Aim of the task>
On every line of the listing, check for "RawItem"; copy the lines that have it.

Provided material>
______

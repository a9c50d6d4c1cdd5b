//! Reshapes OMDb response bodies into `SearchResult` / `DetailResult`.
//!
//! `totalResults` is tolerant (falls back to 0). `Year` is not: one
//! malformed hit fails the whole response.

use serde_json::{Map, Value};
use thiserror::Error;

use super::types::{DetailResult, Item, RawItem, SearchEnvelope, SearchResult};

/// `Response` value marking a successful lookup.
pub const RESPONSE_TRUE: &str = "True";

/// `Response` value marking a failed lookup.
pub const RESPONSE_FALSE: &str = "False";

/// Poster value OMDb sends when there is no image.
const POSTER_NOT_AVAILABLE: &str = "N/A";

/// Hits per OMDb search page.
pub const MAX_RESULTS_IN_SEARCH: u32 = 10;

/// Failures turning an OMDb body into a normalized result.
#[derive(Debug, Error)]
#[allow(clippy::module_name_repetitions)]
pub enum NormalizeError {
    /// Body is not JSON or does not have the envelope shape.
    #[error("failed to decode OMDb response: {0}")]
    Json(#[from] serde_json::Error),
    /// A hit carries a `Year` that is not an integer.
    #[error("malformed Year \"{year}\" for \"{title}\"")]
    Year {
        /// Title of the offending hit.
        title: String,
        /// Raw `Year` value.
        year: String,
    },
}

/// Classification of the `Response` marker.
#[derive(Debug, Clone, Copy, PartialEq, Eq)]
enum ResponseStatus {
    /// Exactly `"True"`.
    Found,
    /// Exactly `"False"`.
    NotFound,
    /// Missing or any other value.
    Unexpected,
}

fn classify(response: Option<&str>) -> ResponseStatus {
    match response {
        Some(RESPONSE_TRUE) => ResponseStatus::Found,
        Some(RESPONSE_FALSE) => ResponseStatus::NotFound,
        _ => ResponseStatus::Unexpected,
    }
}

/// Fallback message when upstream marks neither success nor failure.
fn unexpected_message(response: Option<&str>) -> String {
    response.map_or_else(
        || String::from("OMDb response has no Response field"),
        |r| format!("unexpected OMDb Response value \"{r}\""),
    )
}

/// Parses a search response body.
///
/// Only an exact `"True"` counts as success; `"False"`, a missing marker,
/// or any other value produce a failed result.
///
/// # Errors
///
/// - `NormalizeError::Json` if the body is not a JSON envelope.
/// - `NormalizeError::Year` if any hit has a non-integer `Year`.
pub fn parse(raw_json: &str) -> Result<SearchResult, NormalizeError> {
    let envelope: SearchEnvelope = serde_json::from_str(raw_json)?;
    let response = envelope.response.as_deref();

    match classify(response) {
        ResponseStatus::Found => {
            let total_results = envelope
                .total_results
                .as_deref()
                .map_or(0, total_results_number);
            let items = envelope
                .search
                .unwrap_or_default()
                .iter()
                .map(normalize_item)
                .collect::<Result<Vec<_>, _>>()?;
            Ok(SearchResult::found(total_results, items))
        }
        ResponseStatus::NotFound => Ok(SearchResult::failed(envelope.error)),
        ResponseStatus::Unexpected => {
            tracing::warn!(?response, "OMDb search response has no True/False marker");
            Ok(SearchResult::failed(Some(
                envelope
                    .error
                    .unwrap_or_else(|| unexpected_message(response)),
            )))
        }
    }
}

/// Reshapes one raw hit.
///
/// # Errors
///
/// Returns `NormalizeError::Year` if `Year` does not parse as an integer.
pub fn normalize_item(raw: &RawItem) -> Result<Item, NormalizeError> {
    let year = raw
        .year
        .parse::<i32>()
        .map_err(|_| NormalizeError::Year {
            title: raw.title.clone(),
            year: raw.year.clone(),
        })?;

    let poster_url = raw
        .poster
        .as_deref()
        .filter(|p| *p != POSTER_NOT_AVAILABLE)
        .map(String::from);

    Ok(Item {
        title: raw.title.clone(),
        year,
        imdb_id: raw.imdb_id.clone(),
        kind: raw.kind.clone(),
        poster_url,
    })
}

/// Parses `totalResults`, returning 0 when it is not a number.
///
/// The count is unsigned: a negative value such as `"-4"` is treated as
/// unparseable and also yields 0.
#[must_use]
pub fn total_results_number(raw: &str) -> u32 {
    raw.parse().unwrap_or(0)
}

/// Number of search pages needed for `total_results` hits.
#[must_use]
pub const fn page_count(total_results: u32) -> u32 {
    total_results.div_ceil(MAX_RESULTS_IN_SEARCH)
}

/// Parses a title or IMDb id lookup body.
///
/// Uses the same `Response` rules as [`parse`]. On success the record
/// is returned without its `Response` key.
///
/// # Errors
///
/// Returns `NormalizeError::Json` if the body is not a JSON object.
pub fn parse_detail(raw_json: &str) -> Result<DetailResult, NormalizeError> {
    let mut record: Map<String, Value> = serde_json::from_str(raw_json)?;
    let response = record
        .remove("Response")
        .and_then(|v| v.as_str().map(String::from));
    let error = record
        .get("Error")
        .and_then(Value::as_str)
        .map(String::from);

    match classify(response.as_deref()) {
        ResponseStatus::Found => Ok(DetailResult::found(record)),
        ResponseStatus::NotFound => Ok(DetailResult::failed(error)),
        ResponseStatus::Unexpected => {
            tracing::warn!(?response, "OMDb lookup response has no True/False marker");
            Ok(DetailResult::failed(Some(
                error.unwrap_or_else(|| unexpected_message(response.as_deref())),
            )))
        }
    }
}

______

Written reply>
use super::types::{DetailResult, Item, RawItem, SearchEnvelope, SearchResult};
pub fn normalize_item(raw: &RawItem) -> Result<Item, NormalizeError> {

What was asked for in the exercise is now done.